Exercise brief -> Scan the listing below for the word "bool" and copy every line that has it.

——————

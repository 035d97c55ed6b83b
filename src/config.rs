//! Realm configuration

use std::fmt;
use std::path::PathBuf;
use std::sync::Arc;

use crate::db::schema::{Schema, SchemaMode, NOT_VERSIONED};
use crate::db::transaction::Transaction;
use crate::error::Result;
use crate::sync::config::SyncConfig;

/// Delivery target for notifications.
///
/// The default scheduler invokes callbacks inline on the calling
/// thread; bindings install loop-aware schedulers. Two handles share a
/// cached realm iff they carry the same scheduler instance.
pub trait Scheduler: Send + Sync {
  fn invoke(&self, work: Box<dyn FnOnce() + Send>);
}

/// Runs callbacks immediately on the calling thread
#[derive(Default)]
pub struct ImmediateScheduler;

impl Scheduler for ImmediateScheduler {
  fn invoke(&self, work: Box<dyn FnOnce() + Send>) {
    work();
  }
}

/// Migration callback invoked for explicit-mutable schema modes
pub type MigrationFunction = Arc<dyn Fn(&mut Transaction, &Schema) -> Result<()> + Send + Sync>;

/// One-time initializer invoked on a fresh file
pub type InitializationFunction = Arc<dyn Fn(&mut Transaction) -> Result<()> + Send + Sync>;

/// Consulted on open with `(total_bytes, used_bytes)`
pub type ShouldCompactOnLaunch = Arc<dyn Fn(u64, u64) -> bool + Send + Sync>;

/// External audit sink configuration (opaque to the engine)
#[derive(Debug, Clone, PartialEq, Eq)]
pub struct AuditConfig {
  pub partition_prefix: String,
}

/// Options for an opened realm
#[derive(Clone, Default)]
pub struct RealmConfig {
  pub path: Option<PathBuf>,
  pub in_memory: bool,
  pub encryption_key: Option<[u8; 64]>,
  pub schema: Option<Schema>,
  pub schema_version: Option<u64>,
  pub schema_mode: SchemaMode,
  pub migration_function: Option<MigrationFunction>,
  pub initialization_function: Option<InitializationFunction>,
  pub should_compact_on_launch: Option<ShouldCompactOnLaunch>,
  /// Use client replication history even without a sync config
  pub force_sync_history: bool,
  pub sync_config: Option<SyncConfig>,
  /// Whether this handle participates in the shared realm cache
  pub cache: bool,
  pub scheduler: Option<Arc<dyn Scheduler>>,
  pub audit_config: Option<AuditConfig>,
}

impl fmt::Debug for RealmConfig {
  fn fmt(&self, f: &mut fmt::Formatter<'_>) -> fmt::Result {
    f.debug_struct("RealmConfig")
      .field("path", &self.path)
      .field("in_memory", &self.in_memory)
      .field("encrypted", &self.encryption_key.is_some())
      .field("schema_version", &self.schema_version)
      .field("schema_mode", &self.schema_mode)
      .field("sync", &self.sync_config.is_some())
      .field("cache", &self.cache)
      .finish_non_exhaustive()
  }
}

impl RealmConfig {
  pub fn for_path(path: impl Into<PathBuf>) -> Self {
    Self {
      path: Some(path.into()),
      ..Self::default()
    }
  }

  pub fn immutable(&self) -> bool {
    self.schema_mode == SchemaMode::Immutable
  }

  pub fn effective_schema_version(&self) -> u64 {
    self.schema_version.unwrap_or(NOT_VERSIONED)
  }

  pub fn sync_history_enabled(&self) -> bool {
    self.force_sync_history || self.sync_config.is_some()
  }
}
#[derive(Debug, Default)]
struct Registry {
  versions: BTreeMap<Version, VersionInfo>,
  latest: Version,
}

impl Registry {
  fn min_live(&self) -> Version {
    self
      .versions
      .iter()
      .filter(|(_, info)| info.pins > 0)
      .map(|(v, _)| *v)
      .next()
      .unwrap_or(self.latest)
  }

  /// Drop unpinned versions older than the latest
  fn prune(&mut self) {
    let latest = self.latest;
    self
      .versions
      .retain(|v, info| *v == latest || info.pins > 0);
  }
}

// ============================================================================
// Db
// ============================================================================

pub struct Db {
  options: DbOptions,
  alloc: RwLock<SlabAllocator>,
  registry: Mutex<Registry>,
  history: Mutex<HistoryLog>,
  /// `(version, refs)`: nodes superseded by `version`, freeable once no
  /// pinned snapshot is older than it
  garbage: Mutex<Vec<(Version, Vec<Ref>)>>,
  writer_busy: Mutex<bool>,
  writer_cv: Condvar,
  /// Invoked after every commit with the new version (notifier wakeup)
  commit_hook: Mutex<Option<Box<dyn Fn(Version) + Send + Sync>>>,
  /// Server-side version most recently integrated by the sync client
  last_integrated_remote: Mutex<Version>,
  /// Local version whose changeset the server has acknowledged; on
  /// sync realms the history is only trimmed up to this watermark
  uploaded: Mutex<Version>,
}

impl std::fmt::Debug for Db {
  fn fmt(&self, f: &mut std::fmt::Formatter<'_>) -> std::fmt::Result {
    f.debug_struct("Db").finish()
  }
}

——————

Response to the exercise ->
pub type ShouldCompactOnLaunch = Arc<dyn Fn(u64, u64) -> bool + Send + Sync>;
  pub in_memory: bool,
  pub force_sync_history: bool,
  pub cache: bool,
  pub fn immutable(&self) -> bool {
  pub fn sync_history_enabled(&self) -> bool {
  writer_busy: Mutex<bool>,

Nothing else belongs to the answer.